Ecleen: I’ll be honest, I didn’t care much for Travis’ work before this and was confused by his cultish allure after watching 2019’s documentary and hearing about 2021’s tragic event. But with this project, I’m listening. And would like to experience this live.
Mike: Maybe I’m a prisoner of the moment, but I’ve been listening to Travis Scott since he released Owl Pharaoh. To me, this is his strongest project top to bottom. The Yeezus influence is obvious. “CIRCUS MAXIMUS” might as well be a “Black Skinhead” cover. But channeling such a monumental album shouldn’t be a knock against UTOPIA, especially since he does it so well. I’m happy that Travis Scott decided to get experimental with this project, especially since he’s such a big name that he probably didn’t need to. The result is something that doesn’t sound like what other artists are doing right now. I’m excited to see how songs like “Modern Jam” and “FE!N” translate to his live performances. Dropping a rap project like this in a year without much competition may finally lead to Travis Scott securing that Best Rap Album Grammy he should have already won for ASTROWORLD.
Ben: My first impression of UTOPIA is as good as it can be. I am a well-documented stan of Travis Scott’s music and I think this album should and will be in the discussion for his best and most complete piece of work yet. A lot of the internet is already calling this Travis’ Yeezus album in the way he experiments with sound and pushes the envelope. I don’t think it is a direct comparison by any means, but I definitely think there is merit there, especially with the similarities between the song “CIRCUS MAXIMUS” and “Black Skinhead.” Another unpopular opinion of mine is that Yeezus is Kanye’s best album, so it shouldn’t be a surprise that I’m just about ready to say that about UTOPIA as well.
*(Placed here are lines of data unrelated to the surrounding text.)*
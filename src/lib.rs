//! Pauder Engine - falling-powder simulation core
//!
//! Architecture:
//! - domain/     - Materials, particles, color brush
//! - spatial/    - Occupancy index, particle store, wake queue
//! - simulation/ - World orchestration and the tick step
//!
//! The core is pure Rust; `World` is the WASM facade the web front end
//! drives. Rendering and input live entirely outside this crate.

pub mod domain;
pub mod error;
pub mod simulation;
pub mod spatial;

pub mod world {
    pub use crate::simulation::*;
}

// Compatibility re-exports (keeps external paths short)
pub use domain::brush;
pub use domain::materials;
pub use domain::particle;
pub use spatial::grid;
pub use spatial::store;
pub use spatial::wake;

use wasm_bindgen::prelude::*;

// Better error messages in debug mode
#[cfg(feature = "console_error_panic_hook")]
pub fn set_panic_hook() {
    console_error_panic_hook::set_once();
}

/// Initialize the engine
#[wasm_bindgen]
pub fn init() {
    #[cfg(feature = "console_error_panic_hook")]
    set_panic_hook();

    web_sys::console::log_1(&"Pauder WASM engine initialized".into());
}

/// Get engine version
#[wasm_bindgen]
pub fn version() -> String {
    env!("CARGO_PKG_VERSION").to_string()
}

// Re-export main types
pub use domain::materials::{Material, MaterialId, MaterialRegistry, Reaction, State};
pub use domain::particle::Particle;
pub use error::EngineError;
pub use simulation::{ParticleView, SimStats, World, WorldCore};

// Export default material ids for JS
#[wasm_bindgen]
pub fn mat_sand() -> u16 { materials::MAT_SAND }
#[wasm_bindgen]
pub fn mat_water() -> u16 { materials::MAT_WATER }
#[wasm_bindgen]
pub fn mat_stone() -> u16 { materials::MAT_STONE }
use crate::domain::materials::{MaterialId, State};
use crate::spatial::grid::NEIGHBOR_OFFSETS;

use super::WorldCore;

/// Evaluate one queued cell for this tick.
///
/// Exactly one of: retire a stale/converged/stable entry, hold under grip,
/// move toward the first open settle candidate, or density-swap with the
/// occupant below. Every mutation keeps the occupancy index and the particle
/// store in lockstep and wakes the disturbed neighborhoods.
pub(super) fn update_cell(world: &mut WorldCore, x: u32, y: u32, dt: f64) {
    let xi = x as i32;
    let yi = y as i32;

    let sim_time = world.sim_time;
    let (material, state, grip) = match world.particles.get_mut(x, y) {
        None => {
            // Stale entry: the occupant moved away or was removed.
            world.wake.remove(x, y);
            if world.perf_enabled {
                world.perf_stats.stale_entries += 1;
            }
            return;
        }
        Some(p) => {
            // A particle evaluated earlier this tick may have moved into a
            // coordinate that was already in the batch; one evaluation per
            // particle per tick, so leave the entry for the next pass.
            if p.last_awake == sim_time {
                return;
            }
            p.last_awake = sim_time;
            (p.material, p.state, p.grip)
        }
    };

    if world.perf_enabled {
        world.perf_stats.cells_processed += 1;
    }

    if let Some(hook) = world.materials.get(material).and_then(|m| m.tick) {
        if let Some(p) = world.particles.get_mut(x, y) {
            hook(p);
        }
    }

    if converged(world, xi, yi, material) {
        if let Some(p) = world.particles.get_mut(x, y) {
            p.moving = false;
        }
        world.wake.remove(x, y);
        if world.perf_enabled {
            world.perf_stats.cells_retired += 1;
        }
        return;
    }

    if state != State::Solid {
        // Liquid/gas movement is an extension point; nothing schedules them.
        if let Some(p) = world.particles.get_mut(x, y) {
            p.moving = false;
        }
        world.wake.remove(x, y);
        if world.perf_enabled {
            world.perf_stats.cells_retired += 1;
        }
        return;
    }

    // Falling iff any settle candidate below is open; walls read occupied.
    let falling = !world.occupancy.is_occupied(xi, yi + 1)
        || !world.occupancy.is_occupied(xi - 1, yi + 1)
        || !world.occupancy.is_occupied(xi + 1, yi + 1);

    if falling && grip > 0.0 && !world.occupancy.occupied_neighbors(xi, yi).is_empty() {
        // Static friction: hold in place, bleed grip, stay scheduled.
        if let Some(p) = world.particles.get_mut(x, y) {
            p.grip = (p.grip - dt).max(0.0);
            p.moving = false;
        }
        if world.perf_enabled {
            world.perf_stats.grip_holds += 1;
        }
        return;
    }

    let mut landed = None;
    if falling {
        for (nx, ny) in [(xi, yi + 1), (xi - 1, yi + 1), (xi + 1, yi + 1)] {
            if !world.occupancy.is_occupied(nx, ny) {
                apply_move(world, (x, y), (nx as u32, ny as u32));
                landed = Some((nx as u32, ny as u32));
                break;
            }
            // A neighbor mid-motion is passable: trade cells with it instead
            // of leaving a one-tick gap in the vacated column.
            if world.occupancy.in_bounds(nx, ny)
                && world
                    .particles
                    .get(nx as u32, ny as u32)
                    .is_some_and(|n| n.moving)
            {
                apply_swap(world, (x, y), (nx as u32, ny as u32));
                landed = Some((nx as u32, ny as u32));
                break;
            }
        }
    }

    // Heavier sinks through a lighter occupant directly below.
    if landed.is_none() && world.occupancy.in_bounds(xi, yi + 1) {
        let below = (x, y + 1);
        let mine = world.materials.get(material).map(|m| m.density);
        let theirs = world
            .particles
            .get(below.0, below.1)
            .and_then(|p| world.materials.get(p.material))
            .map(|m| m.density);
        if let (Some(mine), Some(theirs)) = (mine, theirs) {
            if theirs < mine {
                apply_swap(world, (x, y), below);
                landed = Some(below);
            }
        }
    }

    if landed.is_none() {
        let stickiness = world
            .materials
            .get(material)
            .map(|m| m.stickiness as f64)
            .unwrap_or(0.0);
        if let Some(p) = world.particles.get_mut(x, y) {
            p.moving = false;
            if !falling {
                p.grip = p.grip.max(stickiness);
            }
        }
        if !falling {
            // Fully supported with nothing to displace: stable until a
            // neighbor changes and re-wakes this cell.
            world.wake.remove(x, y);
            if world.perf_enabled {
                world.perf_stats.cells_retired += 1;
            }
        }
    }
}

/// All 8 surrounding positions are walls or non-moving particles of the same
/// material. Out-of-bounds counts as settled so edge and corner cells can
/// retire like interior ones.
fn converged(world: &WorldCore, x: i32, y: i32, material: MaterialId) -> bool {
    for (dx, dy) in NEIGHBOR_OFFSETS {
        let nx = x + dx;
        let ny = y + dy;
        if !world.occupancy.in_bounds(nx, ny) {
            continue;
        }
        match world.particles.get(nx as u32, ny as u32) {
            None => return false,
            Some(n) => {
                if n.material != material || n.moving {
                    return false;
                }
            }
        }
    }
    true
}

fn apply_move(world: &mut WorldCore, from: (u32, u32), to: (u32, u32)) {
    world.particles.move_particle(from, to);
    world.occupancy.set_occupied(from.0, from.1, false);
    world.occupancy.set_occupied(to.0, to.1, true);
    if let Some(p) = world.particles.get_mut(to.0, to.1) {
        p.moving = true;
    }
    // The vacated cell's neighbors lost support; the landing site may
    // unsettle its own.
    world.wake.wake(&world.occupancy, from.0 as i32, from.1 as i32);
    world.wake.wake(&world.occupancy, to.0 as i32, to.1 as i32);
    if world.perf_enabled {
        world.perf_stats.particles_moved += 1;
    }
}

fn apply_swap(world: &mut WorldCore, a: (u32, u32), b: (u32, u32)) {
    world.particles.swap(a, b);
    if let Some(p) = world.particles.get_mut(a.0, a.1) {
        p.moving = true;
    }
    if let Some(p) = world.particles.get_mut(b.0, b.1) {
        p.moving = true;
    }
    world.wake.wake(&world.occupancy, a.0 as i32, a.1 as i32);
    world.wake.wake(&world.occupancy, b.0 as i32, b.1 as i32);
    if world.perf_enabled {
        world.perf_stats.particles_moved += 2;
        world.perf_stats.swaps += 1;
    }
}
use super::{moves, PerfTimer, WorldCore};

pub(super) fn step(world: &mut WorldCore, dt: f64) {
    if world.paused {
        return;
    }

    let perf_on = world.perf_enabled;
    if perf_on {
        world.perf_stats.reset();
        world.perf_stats.grid_size = world.occupancy.width() * world.occupancy.height();
    }
    let step_start = if perf_on { Some(PerfTimer::start()) } else { None };

    world.sim_time += dt;

    // Snapshot the queue once: cells woken while processing land after the
    // snapshot and run next tick, so a cascade never loops within one pass.
    let batch = world.wake.begin_tick();
    if perf_on {
        world.perf_stats.cells_scheduled = batch.len() as u32;
    }

    for (x, y) in batch {
        moves::update_cell(world, x, y, dt);
    }

    if perf_on {
        world.perf_stats.active_cells = world.wake.len() as u32;
        world.perf_stats.particle_count = world.particles.len() as u32;
        if let Some(start) = step_start {
            world.perf_stats.step_ms = start.elapsed_ms();
        }
    }

    world.frame += 1;
}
Jordan: There was a lot of chatter on social media about how UTOPIAis Travis Scott’s Yeezus, and I think that’s the most accurate way to describe this album. I hated Yeezus when it first dropped, but I eventually enjoyed it after several listens over the years. I don’t see myself revisiting UTOPIAbecause of some of the jarring beat choices and how tracks blend together since I don’t think Travis is really saying anything in his verses, but I don’t think that makes this a bad album. Most of the features, especially Beyonce, 21 Savage, Young Thug, and Drake, really show out on the album and give it different complexions that it desperately needs when Travis’ Kanye impressions start to get old. UTOPIAsounds like music that Christopher Nolan would put in the background of a nightclub fight scene for Batman in The Dark Knight trilogy. Take that as you may. Stefan: The 1,820-day wait was well worth it… if I knew we were getting this I would have never complained about the wait. Travis is one of the few artists who can really build a fully immersive world around their music. Trav is four solo albums in, and I’ll take this four-album-run and put it up against the best of ‘em.